On Tuesday, Senate Democrats blocked committee
votes on three nominees: Senator Jeff Sessions for Attorney General, Steven
Mnuchin as secretary of treasury, and Congressman Tom Price to head the
Department of Health and Human Services. But Senate Republicans regrouped and
pushed through all three nominations Wednesday.
The Senate Judiciary Committee approved Sessions
by a party-line 11-9 vote and sent his nomination to the floor of the Senate.
The Senate Finance Committee, acting in the absence of the Democrats who
boycotted the meeting to block the vote, suspended rules that require at least
one member of the minority to be present to constitute a quorum. The committee
then rubber-stamped the Mnuchin and Price nominations by identical 14-0 votes.

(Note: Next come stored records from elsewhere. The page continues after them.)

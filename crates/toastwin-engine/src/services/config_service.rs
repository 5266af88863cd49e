/// Handles an incoming configuration request (see
/// [`toastwin_bridge::MessageToEngine::ConfigurationRequest`]).
pub async fn handle_config_request(context: super::AppContextHandle) {
    let config = {
        let state = context.state.read().await;
        state.config.clone()
    };
    context
        .send(toastwin_bridge::MessageFromEngine::ConfigurationResponse(
            config,
        ))
        .await;
}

Democrats boycotted another confirmation hearing
Wednesday, this one for Oklahoma Attorney General Scott Pruitt, nominated to
head the Environmental Protection Agency—against which he has filed numerous
lawsuits on behalf of oil and gas polluters. Pruitt’s nomination was held over
for another day.
The Senate Homeland Security and Governmental
Affairs Committee delayed a vote on Congressman Mick Mulvaney, nominated to
Office of Management and Budget, to allow more time to review background
material, but a vote to confirm will place on Thursday without further
procedural obstacles.
Three other nominations—Congressman Ryan Zinke
of Montana to head the Department of Interior, former Texas Governor Rick Perry
to head the Department of Energy and billionaire Betsy DeVos to head the
Department of Education—were approved by committees Tuesday and now await final
confirmation votes by the full Senate. Zinke and Perry had substantial
Democratic support in the committee votes and will be confirmed easily by the
full Senate.
Only the confirmation of DeVos is in question.

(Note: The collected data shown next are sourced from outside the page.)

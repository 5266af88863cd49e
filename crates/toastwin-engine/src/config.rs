use std::path::PathBuf;

use directories::ProjectDirs;
use toastwin_bridge::config::Config;
use tokio::{
    fs::{OpenOptions, create_dir_all, read_to_string},
    io::AsyncWriteExt,
};

/// Errors that can occur while loading or resolving engine configuration.
#[derive(Debug, thiserror::Error)]
pub enum ConfigError {
    /// Failed to determine the user's configuration directory. This usually
    /// occurs when required environment variables are missing (e.g., `$HOME`
    /// on Unix or `%APPDATA%` on Windows).
    #[error("failed to obtain user's directories")]
    DirectoriesNotFound,
    /// An I/O error occurred while reading or writing the configuration file.
    #[error("failed to read config: {0}")]
    IoError(#[from] std::io::Error),
    /// The configuration file contains invalid TOML or does not match the expected structure.
    #[error("failed to deserialize config: {0}")]
    DeserializeError(#[from] toml::de::Error),
    /// Failed to serialize the configuration to TOML (e.g., when saving changes).
    #[error("failed to serialize config: {0}")]
    SerializeError(#[from] toml::ser::Error),
}

fn config_path() -> Result<PathBuf, ConfigError> {
    match ProjectDirs::from("dev", "toastwin", "toastwin") {
        Some(path) => Ok(path.config_dir().join("config.toml")),
        None => Err(ConfigError::DirectoriesNotFound),
    }
}

/// Loads the engine configuration from `config.toml` in the user's
/// configuration directory, writing the defaults there first if the file
/// does not exist yet.
pub async fn load_config() -> Result<Config, ConfigError> {
    load_config_from(config_path()?).await
}

pub(crate) async fn load_config_from(config_path: PathBuf) -> Result<Config, ConfigError> {
    log::info!("Loading configuration from {config_path:?}");
    if config_path.exists() {
        let contents = read_to_string(config_path).await?;
        let config: Config = toml::from_str(&contents)?;
        return Ok(config);
    }

    let config = Config::default();
    if let Some(parent) = config_path.parent() {
        create_dir_all(parent).await?;
    }

    let contents = toml::to_string_pretty(&config)?;
    let mut file = OpenOptions::new()
        .write(true)
        .create_new(true)
        .open(config_path)
        .await?;
    file.write_all(contents.as_bytes()).await?;
    file.sync_all().await?;

    Ok(config)
}

/// Saves the current configuration to disk. This function serializes the
/// provided `Config` to pretty-printed TOML and writes it to `config.toml` in
/// the user's configuration directory, overwriting any existing file.
pub async fn save_config(config: &Config) -> Result<(), ConfigError> {
    save_config_to(config, config_path()?).await
}

pub(crate) async fn save_config_to(config: &Config, config_path: PathBuf) -> Result<(), ConfigError> {
    if let Some(parent) = config_path.parent() {
        create_dir_all(parent).await?;
    }

    let mut file = OpenOptions::new()
        .write(true)
        .create(true)
        .truncate(true)
        .open(config_path)
        .await?;

    let contents = toml::to_string_pretty(&config)?;
    file.write_all(contents.as_bytes()).await?;
    file.sync_all().await?;

    Ok(())
}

Her committee testimony was such a devastating display of ignorance and
opposition to public education that two Republican senators, Susan Collins of
Maine and Lisa Murkowski of Alaska, announced their opposition in speeches on
the Senate floor Wednesday. At least one other Republican, Dan Sullivan of
Alaska, suggested his support was in doubt.

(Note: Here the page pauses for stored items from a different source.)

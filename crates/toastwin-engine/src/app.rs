//! Application context and message dispatching utilities.
//!
//! The context contains the shared state and provides helpers for sending
//! frames and responses back to the render surface.

use std::ops::ControlFlow;
use std::sync::Arc;

use tokio::sync::mpsc::{Receiver, Sender};
use tokio_util::task::TaskTracker;
use toastwin_bridge::{MessageFromEngine, MessageToEngine};

use crate::services;
use crate::state::SharedState;

/// Shared application context passed to services and lifecycle tasks.
pub(crate) struct AppContext {
    /// Engine state shared across services and lifecycle tasks.
    pub state: SharedState,
    /// Outbound channel to the render surface.
    pub tx: Sender<MessageFromEngine>,
    /// Lifecycle tasks of the notifications this context started.
    pub tasks: TaskTracker,
}

impl AppContext {
    pub fn new(state: SharedState, tx: Sender<MessageFromEngine>) -> Self {
        Self {
            state,
            tx,
            tasks: TaskTracker::new(),
        }
    }

    /// Read and dispatch messages from the host until it closes the channel
    /// or asks for a shutdown.
    ///
    /// When the channel closes, notifications already on screen are allowed
    /// to finish, final frames included, before this returns.
    pub async fn consume_bridge_messages(self: &Arc<Self>, mut rx: Receiver<MessageToEngine>) {
        while let Some(message) = rx.recv().await {
            log::debug!("Got a host message: {message:?}");
            if self.dispatch_message(message).await.is_break() {
                break;
            }
        }

        log::debug!("Waiting for {} lifecycle task(s)", self.tasks.len());
        self.tasks.close();
        self.tasks.wait().await;
    }

    /// Dispatches the received message from the host down to individual
    /// service handlers.
    async fn dispatch_message(self: &Arc<Self>, message: MessageToEngine) -> ControlFlow<()> {
        match message {
            MessageToEngine::Notify(request) => {
                services::notify_service::handle_notify_request(self.clone(), request).await;
            }
            MessageToEngine::ConfigurationRequest => {
                services::config_service::handle_config_request(self.clone()).await;
            }
            MessageToEngine::Shutdown => {
                services::notify_service::handle_shutdown(self.clone()).await;
                return ControlFlow::Break(());
            }
        }
        ControlFlow::Continue(())
    }

    /// Send a message to the render surface. Returns `false` if the surface
    /// has gone away; the message is dropped in that case.
    pub async fn send(&self, message: MessageFromEngine) -> bool {
        match self.tx.send(message).await {
            Ok(()) => true,
            Err(error) => {
                log::warn!("Render surface is gone, dropping {:?}", error.0);
                false
            }
        }
    }
}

Given the 52-48 Republican majority, two
Republicans joining all the Democrats would produce a 50-50 tie, requiring Vice
President Mike Pence to cast the tie-breaking vote. Senate Republican leaders
were compelled to delay the floor vote to confirm Senator Jeff Sessions as
attorney general because his vote as a senator might be needed to save the
DeVos nomination.
While Democratic opposition has been hyped
endlessly, both by the Democrats themselves and by the Trump White House, each
for their own political reasons, the real attitude of the Democratic Party to
the Trump administration was expressed in comments by Representative Adam
Schiff, the senior Democrat on the House Intelligence Committee and one of the
most adamant voices in the campaign over alleged Russian hacking.
Speaking with the Los
Angeles Times, Schiff worried that the ultra-right actions and statements
of the Trump administration were “radicalizing Democrats,” and that the party’s
main task was to keep the protests against the new government under control.
“The radical nature of this government is
radicalizing Democrats,” he said, “and that’s going to pose a real challenge to
the Democratic Party, which is to draw on the energy and the activism and the
passion that is out there, but not let it turn us into what we despised about
the tea party.”
He voiced concern over an escalating political
polarization. “The more radical the administration is, the more radicalized our
base becomes, which just feeds the Breitbart crowd, and who knows where that
ends,” he said. “I’ve never been more worried about the country’s future than I
am right now.”
The unstated conclusion is that the Democrats
are concerned about a political movement from below, sparked by both the
attacks of the Trump administration and the spineless capitulation of the
Democratic Party, that threatens all the institutions of American capitalism.